Stored data entries:
——————————

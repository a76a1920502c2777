//! Short outcome labels from free-text market questions
//!
//! Grouped markets repeat the event title in every sub-market question
//! ("Will Bitcoin reach $150,000 by December 31?"), so the label is recovered
//! by a fixed list of rules evaluated top to bottom. The order is policy:
//! price-ladder questions are labelled by their dollar bracket, so both
//! extraction rules run before any sentence trimming, and reordering the
//! trims changes the output.

use regex::Regex;
use std::sync::LazyLock;

/// Label used when nothing survives cleaning
pub const FALLBACK_LABEL: &str = "Yes";

/// Extraction rules, first match wins and becomes the whole label
const EXTRACT_PATTERNS: [&str; 2] = [
    // Dollar range, "$100,000 - $110,000"
    r"\$\d[\d,]*(?:\.\d+)?(?:[kKmMbBtT]\b)?\s*[-–]\s*\$\d[\d,]*(?:\.\d+)?(?:[kKmMbBtT]\b)?",
    // Single dollar amount, "$150,000" or "$1.5M"
    r"\$\d[\d,]*(?:\.\d+)?(?:[kKmMbBtT]\b)?",
];

/// Trim rules, applied in order to whatever the previous rule left
const TRIM_PATTERNS: [&str; 6] = [
    r"^\s*Will\s+",
    r"(?i)^\s*What price will .+? hit in \d{4}\??\s*",
    r"(?i)\b\w+\s+(?:reach|hit)\s+",
    r"(?i)\s*by December.*$",
    r"(?i)\s*in \d{4}\?$",
    r"\?$",
];

static EXTRACT_RULES: LazyLock<Vec<Regex>> = LazyLock::new(|| compile(&EXTRACT_PATTERNS));
static TRIM_RULES: LazyLock<Vec<Regex>> = LazyLock::new(|| compile(&TRIM_PATTERNS));

fn compile(patterns: &[&str]) -> Vec<Regex> {
    patterns
        .iter()
        .filter_map(|pattern| Regex::new(pattern).ok())
        .collect()
}

/// Derive a short label from a sub-market question
///
/// The first occurrence of `market_title` is removed before any rule runs.
pub fn clean(question: &str, market_title: &str) -> String {
    let remaining = if market_title.is_empty() {
        question.to_string()
    } else {
        question.replacen(market_title, "", 1)
    };

    for rule in EXTRACT_RULES.iter() {
        if let Some(found) = rule.find(&remaining) {
            return found.as_str().to_string();
        }
    }

    let trimmed = TRIM_RULES.iter().fold(remaining, |text, rule| {
        rule.replace(&text, "").into_owned()
    });

    or_fallback(trimmed.trim())
}

/// Label for a named outcome, falling back when the name is blank
pub fn outcome_name(name: &str) -> String {
    or_fallback(name.trim())
}

fn or_fallback(label: &str) -> String {
    if label.is_empty() {
        FALLBACK_LABEL.to_string()
    } else {
        label.to_string()
    }
}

——————————

Could you write out all of the data again, exactly as given?

▶ [Task answer]:
repository a76a1920502c2777
//! Short outcome labels from free-text market questions
//!
//! Grouped markets repeat the event title in every sub-market question
//! ("Will Bitcoin reach $150,000 by December 31?"), so the label is recovered
//! by a fixed list of rules evaluated top to bottom. The order is policy:
//! price-ladder questions are labelled by their dollar bracket, so both
//! extraction rules run before any sentence trimming, and reordering the
//! trims changes the output.

use regex::Regex;
use std::sync::LazyLock;

/// Label used when nothing survives cleaning
pub const FALLBACK_LABEL: &str = "Yes";

/// Extraction rules, first match wins and becomes the whole label
const EXTRACT_PATTERNS: [&str; 2] = [
    // Dollar range, "$100,000 - $110,000"
    r"\$\d[\d,]*(?:\.\d+)?(?:[kKmMbBtT]\b)?\s*[-–]\s*\$\d[\d,]*(?:\.\d+)?(?:[kKmMbBtT]\b)?",
    // Single dollar amount, "$150,000" or "$1.5M"
    r"\$\d[\d,]*(?:\.\d+)?(?:[kKmMbBtT]\b)?",
];

/// Trim rules, applied in order to whatever the previous rule left
const TRIM_PATTERNS: [&str; 6] = [
    r"^\s*Will\s+",
    r"(?i)^\s*What price will .+? hit in \d{4}\??\s*",
    r"(?i)\b\w+\s+(?:reach|hit)\s+",
    r"(?i)\s*by December.*$",
    r"(?i)\s*in \d{4}\?$",
    r"\?$",
];

static EXTRACT_RULES: LazyLock<Vec<Regex>> = LazyLock::new(|| compile(&EXTRACT_PATTERNS));
static TRIM_RULES: LazyLock<Vec<Regex>> = LazyLock::new(|| compile(&TRIM_PATTERNS));

fn compile(patterns: &[&str]) -> Vec<Regex> {
    patterns
        .iter()
        .filter_map(|pattern| Regex::new(pattern).ok())
        .collect()
}

/// Derive a short label from a sub-market question
///
/// The first occurrence of `market_title` is removed before any rule runs.
pub fn clean(question: &str, market_title: &str) -> String {
    let remaining = if market_title.is_empty() {
        question.to_string()
    } else {
        question.replacen(market_title, "", 1)
    };

    for rule in EXTRACT_RULES.iter() {
        if let Some(found) = rule.find(&remaining) {
            return found.as_str().to_string();
        }
    }

    let trimmed = TRIM_RULES.iter().fold(remaining, |text, rule| {
        rule.replace(&text, "").into_owned()
    });

    or_fallback(trimmed.trim())
}

/// Label for a named outcome, falling back when the name is blank
pub fn outcome_name(name: &str) -> String {
    or_fallback(name.trim())
}

fn or_fallback(label: &str) -> String {
    if label.is_empty() {
        FALLBACK_LABEL.to_string()
    } else {
        label.to_string()
    }
}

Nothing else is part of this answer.